§ **Instructions to follow**
Please tally the lines of the records that contain "word" and send back only the total.
::: Raw data :::
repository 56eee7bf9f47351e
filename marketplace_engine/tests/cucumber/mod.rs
mod marketplace_world;
mod setups;
mod steps;

pub use marketplace_world::MarketplaceWorld;
use cucumber::given;
use marketplace_engine::{
    db_types::{FeeSettings, ServiceFeeType},
    WalletRepository,
};
use rust_decimal::Decimal;

use crate::{
    cucumber::MarketplaceWorld,
    support::marketplace::{money, Marketplace},
};

#[given("a fresh marketplace")]
async fn fresh_marketplace(world: &mut MarketplaceWorld) {
    world.system = Some(Marketplace::new().await);
}

#[given(expr = "store {word} with delivery fee {word} and a {word}% service fee capped at {word}")]
async fn store_with_fees(world: &mut MarketplaceWorld, store_id: String, delivery: String, rate: String, cap: String) {
    let settings = FeeSettings {
        delivery_enabled: true,
        delivery_fee: money(&delivery),
        service_fee_enabled: true,
        service_fee_type: ServiceFeeType::Percentage,
        service_fee_rate: rate.parse::<Decimal>().expect("Not a valid rate"),
        service_fee_max: money(&cap),
        ..Default::default()
    };
    world.mp().open_store("sam", &store_id, settings).await;
}

#[given(expr = "store {word} with free delivery over {word}")]
async fn store_with_threshold(world: &mut MarketplaceWorld, store_id: String, threshold: String) {
    let settings = FeeSettings {
        delivery_enabled: true,
        delivery_fee: money("4.00"),
        free_delivery_threshold: money(&threshold),
        ..Default::default()
    };
    world.mp().open_store("sam", &store_id, settings).await;
}

#[given(expr = "seller {word} in {word} who joined {int} days ago with a balance of {word}")]
async fn funded_seller(world: &mut MarketplaceWorld, seller_id: String, country: String, days: i64, balance: String) {
    let mp = world.mp();
    mp.seller(&seller_id, &country, days).await;
    let currency = mp.withdrawals.wallet(&seller_id).await.expect("Error fetching wallet").currency;
    mp.db.credit_wallet(&seller_id, money(&balance), &currency).await.expect("Error funding wallet");
}
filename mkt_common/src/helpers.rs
/// Parse a boolean flag from a string value, or return the given default value otherwise.
pub fn parse_boolean_flag(value: Option<String>, default: bool) -> bool {
    let value = match value {
        Some(v) => v,
        None => return default,
    };
    match value.trim().to_ascii_lowercase().as_str() {
        "1" | "true" | "yes" | "on" => true,
        "0" | "false" | "no" | "off" => false,
        _ => default,
    }
}

/// Normalises a two-letter country code (`" za "` becomes `"ZA"`). Returns `None` for anything that is not two ASCII
/// letters.
pub fn normalize_country_code(value: &str) -> Option<String> {
    let code = value.trim();
    (code.len() == 2 && code.chars().all(|c| c.is_ascii_alphabetic())).then(|| code.to_ascii_uppercase())
}
//! Marketplace events and the hooks that react to them.
//!
//! Hooks are for best-effort side effects such as analytics and reporting. They run after the primary operation has
//! been committed, and nothing they do can undo it.
mod channel;
mod event_types;
mod hooks;

pub use channel::{EventHandler, EventProducer, Handler};
pub use event_types::*;
pub use hooks::{EventHandlers, EventHooks, EventProducers};
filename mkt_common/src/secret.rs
use std::{
    fmt,
    fmt::{Debug, Display},
};

/// Holds a credential (e.g. a processor API key) so that it never ends up in logs by accident.
#[derive(Clone, Default)]
pub struct Secret<T>
where T: Clone + Default
{
    value: T,
}

impl<T: Clone + Default> Secret<T> {
    pub fn new(value: T) -> Self {
        Self { value }
    }

    pub fn reveal(&self) -> &T {
        &self.value
    }
}

impl Secret<String> {
    /// True when no credential has been configured.
    pub fn is_empty(&self) -> bool {
        self.value.trim().is_empty()
    }
}

impl<T: Clone + Default> From<T> for Secret<T> {
    fn from(value: T) -> Self {
        Self::new(value)
    }
}

impl<T: Clone + Default> Debug for Secret<T> {
    fn fmt(&self, f: &mut fmt::Formatter<'_>) -> fmt::Result {
        f.write_str("****")
    }
}

impl<T: Clone + Default> Display for Secret<T> {
    fn fmt(&self, f: &mut fmt::Formatter<'_>) -> fmt::Result {
        f.write_str("****")
    }
}
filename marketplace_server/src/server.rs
use std::time::Duration;

use actix_web::{dev::Server, http::KeepAlive, middleware::Logger, web, App, HttpServer, Scope};
use log::*;
use marketplace_engine::{
    events::{EventHandlers, EventProducers},
    traits::{CountryResolver, MarketplaceDatabase, PaymentProcessor},
    CheckoutApi,
    MessagingApi,
    OrderFlowApi,
    RefundApi,
    SqliteDatabase,
    StoreApi,
    WithdrawalApi,
};

use crate::{
    config::{ServerConfig, ServerOptions},
    errors::ServerError,
    integrations::{geo::IpApiResolver, notifications::create_notification_event_handlers, stripe::StripeClient},
    middleware::StripeSignatureMiddlewareFactory,
    routes::{
        health,
        AddItemRoute,
        ApproveRefundRoute,
        CancelOrderRoute,
        CheckCardRoute,
        ConfirmRefundRoute,
        ConversationRoute,
        CustomerOrdersRoute,
        DisputeRefundRoute,
        FinishAddingRoute,
        IssuePickupCodeRoute,
        LinkProcessorAccountRoute,
        MarkBaggedRoute,
        OrderByIdRoute,
        OrderQuoteRoute,
        OrderSessionRoute,
        PaymentIntentRoute,
        PaymentOptionsRoute,
        ProcessorBalanceRoute,
        RecordPaymentRoute,
        RefundByIdRoute,
        RefundsForOrderRoute,
        RegisterSellerRoute,
        RejectRefundRoute,
        RemoveItemRoute,
        RequestPaymentRoute,
        RequestRefundRoute,
        RequestWithdrawalRoute,
        SaveStoreRoute,
        SellerByIdRoute,
        SendMessageRoute,
        StartOrderRoute,
        StoreByIdRoute,
        StoreOrdersRoute,
        StripeWebhookRoute,
        UpdateFeeSettingsRoute,
        UpdateQuantityRoute,
        UploadTransferProofRoute,
        VerifyPickupCodeRoute,
        WalletRoute,
        WithdrawalEligibilityRoute,
        WithdrawalsRoute,
    },
};

pub async fn run_server(config: ServerConfig) -> Result<(), ServerError> {
    let db = SqliteDatabase::new_with_url(&config.database_url, 25)
        .await
        .map_err(|e| ServerError::InitializeError(e.to_string()))?;
    db.migrate().await.map_err(|e| ServerError::InitializeError(format!("Database migration failed. {e}")))?;
    let processor = StripeClient::new(&config.stripe)?;
    let resolver = IpApiResolver::new(&config.geoip_url)?;
    let producers = match &config.notify_webhook_url {
        Some(url) => {
            let handlers = create_notification_event_handlers(url, config.event_buffer_size)?;
            info!("📬️ Posting marketplace updates to {url}");
            start_event_handlers(handlers).await
        },
        None => {
            info!("📬️ No notification webhook configured. Marketplace updates will not be posted anywhere.");
            EventProducers::default()
        },
    };
    let srv = create_server_instance(config, db, processor, resolver, producers)?;
    srv.await.map_err(|e| ServerError::Unspecified(e.to_string()))
}

pub fn create_server_instance(
    config: ServerConfig,
    db: SqliteDatabase,
    processor: StripeClient,
    resolver: IpApiResolver,
    producers: EventProducers,
) -> Result<Server, ServerError> {
    let options = ServerOptions::from_config(&config);
    let stripe = config.stripe.clone();
    let srv = HttpServer::new(move || {
        let webhook_scope = web::scope("/webhooks")
            .wrap(StripeSignatureMiddlewareFactory::new(
                stripe.webhook_secret.clone(),
                stripe.webhook_tolerance_secs,
                stripe.webhook_checks,
            ))
            .service(StripeWebhookRoute::<SqliteDatabase>::new());
        App::new()
            .wrap(Logger::new("%t (%D ms) %s %a %{Host}i %U").log_target("mkt::access_log"))
            .configure(|cfg| {
                configure_api_data(cfg, db.clone(), processor.clone(), resolver.clone(), producers.clone(), &options)
            })
            .service(health)
            .service(api_scope::<SqliteDatabase, StripeClient, IpApiResolver>())
            .service(webhook_scope)
    })
    .keep_alive(KeepAlive::Timeout(Duration::from_secs(600)))
    .bind((config.host.as_str(), config.port))?
    .run();
    Ok(srv)
}

/// Registers one instance of every engine API, plus the resolver and the request options, as shared app data.
pub fn configure_api_data<B, P, R>(
    cfg: &mut web::ServiceConfig,
    db: B,
    processor: P,
    resolver: R,
    producers: EventProducers,
    options: &ServerOptions,
) where
    B: MarketplaceDatabase + 'static,
    P: PaymentProcessor + Clone + 'static,
    R: CountryResolver + 'static,
{
    cfg.app_data(web::Data::new(OrderFlowApi::new(db.clone(), producers.clone())))
        .app_data(web::Data::new(CheckoutApi::new(db.clone(), processor.clone())))
        .app_data(web::Data::new(RefundApi::new(db.clone(), processor.clone(), producers.clone())))
        .app_data(web::Data::new(WithdrawalApi::new(db.clone(), processor, producers)))
        .app_data(web::Data::new(StoreApi::new(db.clone())))
        .app_data(web::Data::new(MessagingApi::new(db)))
        .app_data(web::Data::new(resolver))
        .app_data(web::Data::new(options.clone()));
}

/// All the marketplace API routes, under `/api`.
pub fn api_scope<B, P, R>() -> Scope
where
    B: MarketplaceDatabase + 'static,
    P: PaymentProcessor + 'static,
    R: CountryResolver + 'static,
{
    web::scope("/api")
        // Orders
        .service(StartOrderRoute::<B>::new())
        .service(OrderByIdRoute::<B>::new())
        .service(OrderSessionRoute::<B>::new())
        .service(OrderQuoteRoute::<B>::new())
        .service(AddItemRoute::<B>::new())
        .service(UpdateQuantityRoute::<B>::new())
        .service(RemoveItemRoute::<B>::new())
        .service(FinishAddingRoute::<B>::new())
        .service(MarkBaggedRoute::<B>::new())
        .service(RequestPaymentRoute::<B>::new())
        .service(RecordPaymentRoute::<B>::new())
        .service(IssuePickupCodeRoute::<B>::new())
        .service(VerifyPickupCodeRoute::<B>::new())
        .service(CancelOrderRoute::<B>::new())
        .service(CustomerOrdersRoute::<B>::new())
        .service(StoreOrdersRoute::<B>::new())
        // Checkout
        .service(PaymentOptionsRoute::<B, P, R>::new())
        .service(PaymentIntentRoute::<B, P>::new())
        .service(CheckCardRoute::<B, P>::new())
        // Refunds
        .service(RequestRefundRoute::<B, P>::new())
        .service(RefundByIdRoute::<B, P>::new())
        .service(RefundsForOrderRoute::<B, P>::new())
        .service(ApproveRefundRoute::<B, P>::new())
        .service(RejectRefundRoute::<B, P>::new())
        .service(UploadTransferProofRoute::<B, P>::new())
        .service(ConfirmRefundRoute::<B, P>::new())
        .service(DisputeRefundRoute::<B, P>::new())
        // Sellers and stores
        .service(RegisterSellerRoute::<B>::new())
        .service(SellerByIdRoute::<B>::new())
        .service(LinkProcessorAccountRoute::<B>::new())
        .service(SaveStoreRoute::<B>::new())
        .service(StoreByIdRoute::<B>::new())
        .service(UpdateFeeSettingsRoute::<B>::new())
        // Wallets
        .service(WalletRoute::<B, P>::new())
        .service(WithdrawalEligibilityRoute::<B, P>::new())
        .service(WithdrawalsRoute::<B, P>::new())
        .service(RequestWithdrawalRoute::<B, P>::new())
        .service(ProcessorBalanceRoute::<B, P>::new())
        // Messages
        .service(ConversationRoute::<B>::new())
        .service(SendMessageRoute::<B>::new())
}

/// Starts the event hooks and returns the producers to hand to the engine APIs.
pub async fn start_event_handlers(handlers: EventHandlers) -> EventProducers {
    let producers = handlers.producers();
    handlers.start_handlers().await;
    producers
}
:::
§ **Task response**
3